Но Дору ничего не ответил, он смотрел на волосы в руках Эмиля.
— Отец срезал Тине волосы, — упавшим голосом объявил профессор Макгилл. — И велел отнести ему в кабинет… И он не плачет. Он спокоен. И…
Эмиль уже не знал, что добавить, потому молча обошел брата и побежал наверх, чтобы скорее донести до ящика графского стола свой ценный груз и начать зализывать раны.
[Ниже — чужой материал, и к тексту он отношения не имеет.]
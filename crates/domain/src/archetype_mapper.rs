//! Archetype mapping: rule-based label assigned from the dominant tier's
//! domain composition (spec.md §4.9). The rule table is JSON configuration,
//! not a closed Rust enum, so new archetypes ship without a code change
//! (SPEC_FULL.md §9).

use crate::{Domain, DomainError, Tiers};
use serde::Deserialize;
use std::collections::BTreeSet;
use std::path::Path;

#[derive(Debug, Clone, Deserialize)]
pub struct ArchetypeRule {
    pub rule_id: String,
    pub id: String,
    pub label: String,
    /// Domains that must all appear in the dominant tier for this rule to match.
    pub required_domains: Vec<Domain>,
    /// Higher priority rules are tried first; ties broken by file order.
    #[serde(default)]
    pub priority: i32,
}

#[derive(Debug, Clone, Deserialize)]
pub struct ArchetypeRules {
    rules: Vec<ArchetypeRule>,
    fallback: ArchetypeRule,
}

impl ArchetypeRules {
    pub fn load(path: impl AsRef<Path>) -> Result<Self, DomainError> {
        let path_ref = path.as_ref();
        let raw = std::fs::read_to_string(path_ref).map_err(|e| {
            DomainError::Configuration(format!(
                "failed to read archetype rules {}: {e}",
                path_ref.display()
            ))
        })?;
        let mut rules: ArchetypeRules = serde_json::from_str(&raw).map_err(|e| {
            DomainError::Configuration(format!(
                "failed to parse archetype rules {}: {e}",
                path_ref.display()
            ))
        })?;
        rules.rules.sort_by(|a, b| b.priority.cmp(&a.priority));
        Ok(rules)
    }

    /// A minimal built-in table, used when no rule file is configured yet.
    pub fn default_rules() -> Self {
        Self {
            rules: Vec::new(),
            fallback: ArchetypeRule {
                rule_id: "balanced".to_string(),
                id: "balanced-generalist".to_string(),
                label: "Balanced Generalist".to_string(),
                required_domains: Vec::new(),
                priority: 0,
            },
        }
    }
}

pub struct ArchetypeMapper;

impl ArchetypeMapper {
    pub fn map(tiers: &Tiers, rules: &ArchetypeRules) -> crate::Archetype {
        let dominant_domains: BTreeSet<Domain> =
            tiers.dominant.iter().map(|d| d.domain()).collect();

        for rule in &rules.rules {
            let required: BTreeSet<Domain> = rule.required_domains.iter().copied().collect();
            if !required.is_empty() && required.is_subset(&dominant_domains) {
                return crate::Archetype {
                    id: rule.id.clone(),
                    label: rule.label.clone(),
                    rule_id: rule.rule_id.clone(),
                };
            }
        }

        crate::Archetype {
            id: rules.fallback.id.clone(),
            label: rules.fallback.label.clone(),
            rule_id: rules.fallback.rule_id.clone(),
        }
    }
}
— Что вы сказали, Дору? — прохрипел старик. — Сестра?
— Я не позабыл хорватский, сеньор Буэно. А если вас подробности интересуют, так это к отцу! Я свечку не держал!
Руки Дору задрожали, когда сестра вдруг проснулась и заплакала.
— Дайте мне ребенка, пожалуйста!
Ива вовремя отдернула руки, а то получила бы по пальцам ногой, которую задрал Дору явно для того, чтобы лягнуть ее.
— Разбежалась! — прорычал юный граф. — Клыки для начала спрячь!
— Это не клыки, — надулась бывшая служанка. — Это накладные зубы для голливудской улыбки. Там за океаном надо было постоянно улыбаться, и как нам быть с клыками?! Пришлось все остальные зубы дорастить… Но не переживайте, они сточатся и отвалятся…
— Да меня твои зубы вообще не интересуют, — Дору пытался мурлыкать колыбельную, но получался какой-то приглушенный рык.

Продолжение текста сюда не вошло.